Genesis - Week Fifteen
Introduction
Chapter 12
Verses 10-16
12:10
12:11-13
12:14-16
The mention of camels is somewhat problematic, as domesticated camels may not have existed in Canaan during the time of the patriarchal stories. Camels are not mentioned in Egyptian texts until centuries after the patriarchal period, during the Persian period. In addition, camels are absent from the Mari texts of Mesopotamia, which provide abundant details about nomadic groups at this time. However, there is some other ambiguous, though suggestive, data that domesticated camels were in Mesopotamia during the patriarchal period.
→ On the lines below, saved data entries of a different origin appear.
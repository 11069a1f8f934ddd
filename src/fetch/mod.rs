//! HTTP retrieval: shared client, fetch pacing, and the page fetch loop.

pub mod client;
pub mod orchestrator;
pub mod rate_limiter;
Bilingual Sumerian—Akkadian texts from Mesopotamia refer to a domesticated animal called “a donkey-of-the-sea-land,” which may refer to a dromedary camel. If this is correct, the text provides evidence of camels in the Near East ca. 2000–1700 BC—a date range consistent with the patriarchs. Animal bones in eastern Iran (Shahr-I-Sokhta) dating to 2700 BC and in the Arabian Peninsula dating to 2100 BC (Umm-an-Nar) may also show evidence of domesticated camels.
Some biblical scholars have maintained that the mention of camels in Genesis is anachronistic, on the assumption that they were not domesticated until about 1100 B.C. Archaeological finds of camel bones, however, suggest that some camels were in use by humans as early as the third millennium B.C. While the evidence is limited, it is hardly surprising, given the use to which camels were put. In Genesis they usually appear in passages that involve long-distance journeys through or close to deserts (see 24:10–64; 31:17, 34; 37:25). The scarcity of camels in the period of the patriarchs made them a luxury of great worth, and thus their listing here (and elsewhere) may serve to emphasize Abram’s wealth.